Before anything else, copy every record below exactly as it stands.
Start of MATERIAL FOR THIS TASK
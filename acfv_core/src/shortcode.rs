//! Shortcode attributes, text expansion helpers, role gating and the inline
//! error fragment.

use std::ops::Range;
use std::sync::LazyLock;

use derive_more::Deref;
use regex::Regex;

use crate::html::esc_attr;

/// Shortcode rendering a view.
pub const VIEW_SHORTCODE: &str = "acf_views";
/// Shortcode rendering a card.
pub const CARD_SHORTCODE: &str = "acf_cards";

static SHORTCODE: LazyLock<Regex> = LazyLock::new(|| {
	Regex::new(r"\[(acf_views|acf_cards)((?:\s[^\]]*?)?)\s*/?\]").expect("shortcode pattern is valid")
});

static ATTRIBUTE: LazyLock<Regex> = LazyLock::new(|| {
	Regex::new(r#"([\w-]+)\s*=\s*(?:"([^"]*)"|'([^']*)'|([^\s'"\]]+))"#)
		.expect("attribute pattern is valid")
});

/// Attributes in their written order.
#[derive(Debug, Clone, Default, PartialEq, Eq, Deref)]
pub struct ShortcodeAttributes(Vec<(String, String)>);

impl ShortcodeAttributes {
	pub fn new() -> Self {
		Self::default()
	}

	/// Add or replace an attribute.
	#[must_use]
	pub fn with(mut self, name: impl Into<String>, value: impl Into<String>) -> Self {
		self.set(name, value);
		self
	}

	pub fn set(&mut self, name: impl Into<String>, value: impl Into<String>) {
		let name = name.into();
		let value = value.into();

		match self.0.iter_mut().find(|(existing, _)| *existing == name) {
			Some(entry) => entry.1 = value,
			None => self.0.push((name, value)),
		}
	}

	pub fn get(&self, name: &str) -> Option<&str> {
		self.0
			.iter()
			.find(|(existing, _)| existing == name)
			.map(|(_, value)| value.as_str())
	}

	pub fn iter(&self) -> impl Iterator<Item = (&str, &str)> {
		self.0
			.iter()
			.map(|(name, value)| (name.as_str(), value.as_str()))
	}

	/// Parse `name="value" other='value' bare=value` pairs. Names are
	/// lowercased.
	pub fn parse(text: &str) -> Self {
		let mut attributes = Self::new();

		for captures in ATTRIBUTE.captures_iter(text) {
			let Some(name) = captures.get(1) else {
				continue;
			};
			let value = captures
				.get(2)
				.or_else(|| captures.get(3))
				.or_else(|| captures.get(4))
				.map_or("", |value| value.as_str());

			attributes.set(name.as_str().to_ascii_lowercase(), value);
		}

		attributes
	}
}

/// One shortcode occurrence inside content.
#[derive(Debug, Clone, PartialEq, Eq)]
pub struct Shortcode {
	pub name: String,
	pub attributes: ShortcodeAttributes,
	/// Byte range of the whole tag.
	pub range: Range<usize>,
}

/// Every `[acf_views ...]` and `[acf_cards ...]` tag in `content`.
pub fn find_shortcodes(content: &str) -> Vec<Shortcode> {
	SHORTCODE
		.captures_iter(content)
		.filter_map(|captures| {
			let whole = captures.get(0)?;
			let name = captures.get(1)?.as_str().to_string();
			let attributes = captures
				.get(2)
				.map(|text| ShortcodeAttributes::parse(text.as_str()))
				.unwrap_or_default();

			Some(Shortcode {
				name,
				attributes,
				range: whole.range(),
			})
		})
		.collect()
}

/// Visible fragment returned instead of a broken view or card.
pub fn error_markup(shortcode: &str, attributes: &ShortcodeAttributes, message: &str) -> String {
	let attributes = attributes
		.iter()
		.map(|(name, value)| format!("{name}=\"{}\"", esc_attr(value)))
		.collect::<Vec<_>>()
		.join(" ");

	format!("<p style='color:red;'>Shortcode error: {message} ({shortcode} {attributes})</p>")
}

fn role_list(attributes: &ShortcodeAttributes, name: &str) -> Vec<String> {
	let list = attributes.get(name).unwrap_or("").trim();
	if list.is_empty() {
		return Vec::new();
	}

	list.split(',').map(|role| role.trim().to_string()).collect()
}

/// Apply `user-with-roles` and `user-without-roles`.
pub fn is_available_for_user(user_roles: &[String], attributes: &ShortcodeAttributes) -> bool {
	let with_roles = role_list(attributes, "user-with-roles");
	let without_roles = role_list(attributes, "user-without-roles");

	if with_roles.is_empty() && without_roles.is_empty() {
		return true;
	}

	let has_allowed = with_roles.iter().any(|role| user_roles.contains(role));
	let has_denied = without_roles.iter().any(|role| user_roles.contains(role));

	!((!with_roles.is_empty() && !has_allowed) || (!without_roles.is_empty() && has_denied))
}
End of MATERIAL FOR THIS TASK
### [RESULT FOR THIS TASK]
filename acfv_core/src/shortcode.rs
//! Shortcode attributes, text expansion helpers, role gating and the inline
//! error fragment.

use std::ops::Range;
use std::sync::LazyLock;

use derive_more::Deref;
use regex::Regex;

use crate::html::esc_attr;

/// Shortcode rendering a view.
pub const VIEW_SHORTCODE: &str = "acf_views";
/// Shortcode rendering a card.
pub const CARD_SHORTCODE: &str = "acf_cards";

static SHORTCODE: LazyLock<Regex> = LazyLock::new(|| {
	Regex::new(r"\[(acf_views|acf_cards)((?:\s[^\]]*?)?)\s*/?\]").expect("shortcode pattern is valid")
});

static ATTRIBUTE: LazyLock<Regex> = LazyLock::new(|| {
	Regex::new(r#"([\w-]+)\s*=\s*(?:"([^"]*)"|'([^']*)'|([^\s'"\]]+))"#)
		.expect("attribute pattern is valid")
});

/// Attributes in their written order.
#[derive(Debug, Clone, Default, PartialEq, Eq, Deref)]
pub struct ShortcodeAttributes(Vec<(String, String)>);

impl ShortcodeAttributes {
	pub fn new() -> Self {
		Self::default()
	}

	/// Add or replace an attribute.
	#[must_use]
	pub fn with(mut self, name: impl Into<String>, value: impl Into<String>) -> Self {
		self.set(name, value);
		self
	}

	pub fn set(&mut self, name: impl Into<String>, value: impl Into<String>) {
		let name = name.into();
		let value = value.into();

		match self.0.iter_mut().find(|(existing, _)| *existing == name) {
			Some(entry) => entry.1 = value,
			None => self.0.push((name, value)),
		}
	}

	pub fn get(&self, name: &str) -> Option<&str> {
		self.0
			.iter()
			.find(|(existing, _)| existing == name)
			.map(|(_, value)| value.as_str())
	}

	pub fn iter(&self) -> impl Iterator<Item = (&str, &str)> {
		self.0
			.iter()
			.map(|(name, value)| (name.as_str(), value.as_str()))
	}

	/// Parse `name="value" other='value' bare=value` pairs. Names are
	/// lowercased.
	pub fn parse(text: &str) -> Self {
		let mut attributes = Self::new();

		for captures in ATTRIBUTE.captures_iter(text) {
			let Some(name) = captures.get(1) else {
				continue;
			};
			let value = captures
				.get(2)
				.or_else(|| captures.get(3))
				.or_else(|| captures.get(4))
				.map_or("", |value| value.as_str());

			attributes.set(name.as_str().to_ascii_lowercase(), value);
		}

		attributes
	}
}

/// One shortcode occurrence inside content.
#[derive(Debug, Clone, PartialEq, Eq)]
pub struct Shortcode {
	pub name: String,
	pub attributes: ShortcodeAttributes,
	/// Byte range of the whole tag.
	pub range: Range<usize>,
}

/// Every `[acf_views ...]` and `[acf_cards ...]` tag in `content`.
pub fn find_shortcodes(content: &str) -> Vec<Shortcode> {
	SHORTCODE
		.captures_iter(content)
		.filter_map(|captures| {
			let whole = captures.get(0)?;
			let name = captures.get(1)?.as_str().to_string();
			let attributes = captures
				.get(2)
				.map(|text| ShortcodeAttributes::parse(text.as_str()))
				.unwrap_or_default();

			Some(Shortcode {
				name,
				attributes,
				range: whole.range(),
			})
		})
		.collect()
}

/// Visible fragment returned instead of a broken view or card.
pub fn error_markup(shortcode: &str, attributes: &ShortcodeAttributes, message: &str) -> String {
	let attributes = attributes
		.iter()
		.map(|(name, value)| format!("{name}=\"{}\"", esc_attr(value)))
		.collect::<Vec<_>>()
		.join(" ");

	format!("<p style='color:red;'>Shortcode error: {message} ({shortcode} {attributes})</p>")
}

fn role_list(attributes: &ShortcodeAttributes, name: &str) -> Vec<String> {
	let list = attributes.get(name).unwrap_or("").trim();
	if list.is_empty() {
		return Vec::new();
	}

	list.split(',').map(|role| role.trim().to_string()).collect()
}

/// Apply `user-with-roles` and `user-without-roles`.
pub fn is_available_for_user(user_roles: &[String], attributes: &ShortcodeAttributes) -> bool {
	let with_roles = role_list(attributes, "user-with-roles");
	let without_roles = role_list(attributes, "user-without-roles");

	if with_roles.is_empty() && without_roles.is_empty() {
		return true;
	}

	let has_allowed = with_roles.iter().any(|role| user_roles.contains(role));
	let has_denied = without_roles.iter().any(|role| user_roles.contains(role));

	!((!with_roles.is_empty() && !has_allowed) || (!without_roles.is_empty() && has_denied))
}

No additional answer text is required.